### What is needed
Every line from the beginning of the records below up to the one holding "pickup notice) the" should be quoted exactly; leave out the rest.

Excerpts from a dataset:
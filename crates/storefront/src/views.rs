//! View models for rendering layers.
//!
//! Pure projections of the application state: formatted prices, the minicart
//! badge count, and which checkout panel (address form or pickup notice) the
//! cart popup should show. No mutation happens here.

use serde::Serialize;

use crate::cart::{Cart, CartLine};
use crate::catalog::Product;
use crate::checkout::{Checkout, DeliveryMode};
use crate::config::StoreConfig;
use balcao_core::ProductId;

/// Product display data for the catalog grid.
#[derive(Debug, Clone, Serialize)]
pub struct ProductCardView {
    pub id: ProductId,
    pub name: String,
    pub description: String,
    /// Formatted unit price, e.g. `R$ 10.00`.
    pub price: String,
    pub image: String,
}

impl From<&Product> for ProductCardView {
    fn from(product: &Product) -> Self {
        Self {
            id: product.id,
            name: product.name.clone(),
            description: product.description.clone(),
            price: product.price.to_string(),
            image: product.image.clone(),
        }
    }
}

/// Cart item display data for the cart popup.
#[derive(Debug, Clone, Serialize)]
pub struct CartItemView {
    pub id: ProductId,
    pub name: String,
    pub quantity: u32,
    pub observation: String,
    pub image: String,
}

impl From<&CartLine> for CartItemView {
    fn from(line: &CartLine) -> Self {
        Self {
            id: line.product.id,
            name: line.product.name.clone(),
            quantity: line.quantity,
            observation: line.observation.clone(),
            image: line.product.image.clone(),
        }
    }
}

/// Cart popup display data.
#[derive(Debug, Clone, Serialize)]
pub struct CartView {
    pub items: Vec<CartItemView>,
    /// Formatted order total, e.g. `R$ 40.00`.
    pub total: String,
    /// Sum of quantities across lines (minicart badge).
    pub item_count: u32,
    /// Human-facing label of the selected mode (`Entrega` / `Retirada`).
    pub delivery_mode_label: String,
    /// Whether the address form is shown (delivery mode only).
    pub show_address_form: bool,
    /// Pickup location notice, present only in pickup mode.
    pub pickup_notice: Option<String>,
}

impl CartView {
    /// Project the cart popup contents from the current state.
    #[must_use]
    pub fn new(cart: &Cart, checkout: &Checkout, config: &StoreConfig) -> Self {
        let pickup = checkout.delivery_mode == DeliveryMode::Pickup;
        Self {
            items: cart.lines().iter().map(CartItemView::from).collect(),
            total: format!("R$ {:.2}", cart.total()),
            item_count: cart.item_count(),
            delivery_mode_label: checkout.delivery_mode.label().to_string(),
            show_address_form: !pickup,
            pickup_notice: pickup.then(|| config.pickup_notice.clone()),
        }
    }

    /// An empty cart view.
    #[must_use]
    pub fn empty(config: &StoreConfig) -> Self {
        Self::new(&Cart::new(), &Checkout::default(), config)
    }
}
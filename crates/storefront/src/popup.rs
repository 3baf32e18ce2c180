//! Popup state machines.
//!
//! The product-detail popup holds a working copy of the clicked product, so
//! quantity and observation edits never touch the catalog or the cart until
//! the draft is committed. Modeling the popups as closed enums keeps "open
//! with no selected product" unrepresentable.

use serde::{Deserialize, Serialize};

use crate::catalog::Product;

/// A transient, uncommitted working copy of a product while its detail
/// popup is open.
#[derive(Debug, Clone, PartialEq, Eq, Serialize, Deserialize)]
pub struct Draft {
    pub product: Product,
    /// User-chosen quantity, defaults to 1 on open. Not validated here; the
    /// cart store rejects zero at commit time.
    pub quantity: u32,
    pub observation: String,
}

/// Product-detail popup state.
#[derive(Debug, Clone, Default, PartialEq, Eq, Serialize, Deserialize)]
pub enum ProductPopup {
    #[default]
    Closed,
    Open(Draft),
}

impl ProductPopup {
    /// Open the popup for a product: a fresh draft with quantity 1 and an
    /// empty observation, regardless of any previous popup session.
    pub fn open_for(&mut self, product: &Product) {
        *self = Self::Open(Draft {
            product: product.clone(),
            quantity: 1,
            observation: String::new(),
        });
    }

    /// Set the draft quantity. No-op while closed.
    pub fn set_quantity(&mut self, quantity: u32) {
        if let Self::Open(draft) = self {
            draft.quantity = quantity;
        }
    }

    /// Replace the draft observation text. No-op while closed.
    pub fn set_observation(&mut self, observation: String) {
        if let Self::Open(draft) = self {
            draft.observation = observation;
        }
    }

    /// Close the popup and hand the draft to the caller for committing.
    /// Returns `None` if the popup was not open.
    pub fn commit(&mut self) -> Option<Draft> {
        match std::mem::take(self) {
            Self::Open(draft) => Some(draft),
            Self::Closed => None,
        }
    }

    /// Close the popup, discarding the draft.
    pub fn cancel(&mut self) {
        *self = Self::Closed;
    }

    /// The current draft, if the popup is open.
    #[must_use]
    pub fn draft(&self) -> Option<&Draft> {
        match self {
            Self::Open(draft) => Some(draft),
            Self::Closed => None,
        }
    }

    /// Whether the popup is open.
    #[must_use]
    pub fn is_open(&self) -> bool {
        matches!(self, Self::Open(_))
    }
}

/// Cart popup visibility.
#[derive(Debug, Clone, Copy, Default, PartialEq, Eq, Serialize, Deserialize)]
pub enum CartPopup {
    #[default]
    Closed,
    Open,
}

impl CartPopup {
    pub fn open(&mut self) {
        *self = Self::Open;
    }

    pub fn close(&mut self) {
        *self = Self::Closed;
    }

    /// Whether the popup is open.
    #[must_use]
    pub fn is_open(&self) -> bool {
        matches!(self, Self::Open)
    }
}
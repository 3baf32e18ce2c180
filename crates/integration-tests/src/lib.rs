//! Shared helpers for Balcão integration tests.
//!
//! The scenarios in `tests/` drive the storefront reducer in-process: there
//! is no server to stand up, so a "session" is just an [`App`] value.

#![cfg_attr(not(test), forbid(unsafe_code))]

use balcao_core::ProductId;
use balcao_storefront::error::AppError;
use balcao_storefront::state::{Action, App, Effect};

/// Start a fresh session over the seeded catalog.
#[must_use]
pub fn session() -> App {
    App::default()
}

/// Drive one product through the popup into the cart.
///
/// # Errors
///
/// Propagates any reducer error.
pub fn add_product(
    app: &mut App,
    id: i32,
    quantity: u32,
    observation: &str,
) -> Result<(), AppError> {
    app.apply(Action::OpenProduct(ProductId::new(id)))?;
    app.apply(Action::SetDraftQuantity(quantity))?;
    app.apply(Action::SetDraftObservation(observation.to_string()))?;
    app.apply(Action::AddToCart)?;
    Ok(())
}

/// Submit the order and return the deep link it produced.
///
/// # Errors
///
/// Propagates any reducer error.
///
/// # Panics
///
/// Panics if the reducer yields no effect (a test failure).
pub fn submit(app: &mut App) -> Result<url::Url, AppError> {
    match app.apply(Action::SubmitOrder)? {
        Some(Effect::OpenLink(link)) => Ok(link),
        None => panic!("SubmitOrder produced no effect"),
    }
}
//! Balcão Core - Shared types library.
//!
//! This crate provides common types used across all Balcão components:
//! - `storefront` - The headless storefront engine (catalog, cart, checkout)
//! - `integration-tests` - End-to-end order-flow scenarios
//!
//! # Architecture
//!
//! The core crate contains only types - no I/O, no HTTP clients, no UI.
//! This keeps it lightweight and allows it to be used anywhere.
//!
//! # Modules
//!
//! - [`types`] - Newtype wrappers for type-safe IDs and prices

#![cfg_attr(not(test), forbid(unsafe_code))]

pub mod types;

pub use types::*;
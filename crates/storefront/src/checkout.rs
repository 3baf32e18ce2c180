//! Checkout state: delivery mode and the delivery address.
//!
//! The address fields are plain free text; nothing is validated here. The
//! address survives switching to pickup and back, so a user who flips the
//! selector does not lose what they typed.

use serde::{Deserialize, Serialize};

/// How the order leaves the store.
#[derive(Debug, Clone, Copy, PartialEq, Eq, Default, Serialize, Deserialize)]
#[serde(rename_all = "lowercase")]
pub enum DeliveryMode {
    #[default]
    Delivery,
    Pickup,
}

impl DeliveryMode {
    /// Wire label, as used in the order message.
    #[must_use]
    pub const fn as_str(&self) -> &'static str {
        match self {
            Self::Delivery => "delivery",
            Self::Pickup => "pickup",
        }
    }

    /// Human-facing label for the mode selector.
    #[must_use]
    pub const fn label(&self) -> &'static str {
        match self {
            Self::Delivery => "Entrega",
            Self::Pickup => "Retirada",
        }
    }
}

/// A delivery address, all fields free text.
#[derive(Debug, Clone, Default, PartialEq, Eq, Serialize, Deserialize)]
pub struct Address {
    pub cep: String,
    pub street: String,
    pub number: String,
    pub neighborhood: String,
}

/// Selector for a single address field.
#[derive(Debug, Clone, Copy, PartialEq, Eq, Serialize, Deserialize)]
#[serde(rename_all = "snake_case")]
pub enum AddressField {
    Cep,
    Street,
    Number,
    Neighborhood,
}

impl Address {
    /// Overwrite exactly one field, leaving the others untouched.
    pub fn set(&mut self, field: AddressField, value: String) {
        match field {
            AddressField::Cep => self.cep = value,
            AddressField::Street => self.street = value,
            AddressField::Number => self.number = value,
            AddressField::Neighborhood => self.neighborhood = value,
        }
    }
}

/// Delivery mode plus address, as edited in the cart popup.
#[derive(Debug, Clone, Default, PartialEq, Eq, Serialize, Deserialize)]
pub struct Checkout {
    pub delivery_mode: DeliveryMode,
    pub address: Address,
}

impl Checkout {
    /// Swap the delivery mode. Address fields are kept in case the user
    /// switches back.
    pub fn set_delivery_mode(&mut self, mode: DeliveryMode) {
        self.delivery_mode = mode;
    }
}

### Answer to the exercise
filename crates/storefront/src/views.rs
//! View models for rendering layers.
//!
//! Pure projections of the application state: formatted prices, the minicart
//! badge count, and which checkout panel (address form or pickup notice) the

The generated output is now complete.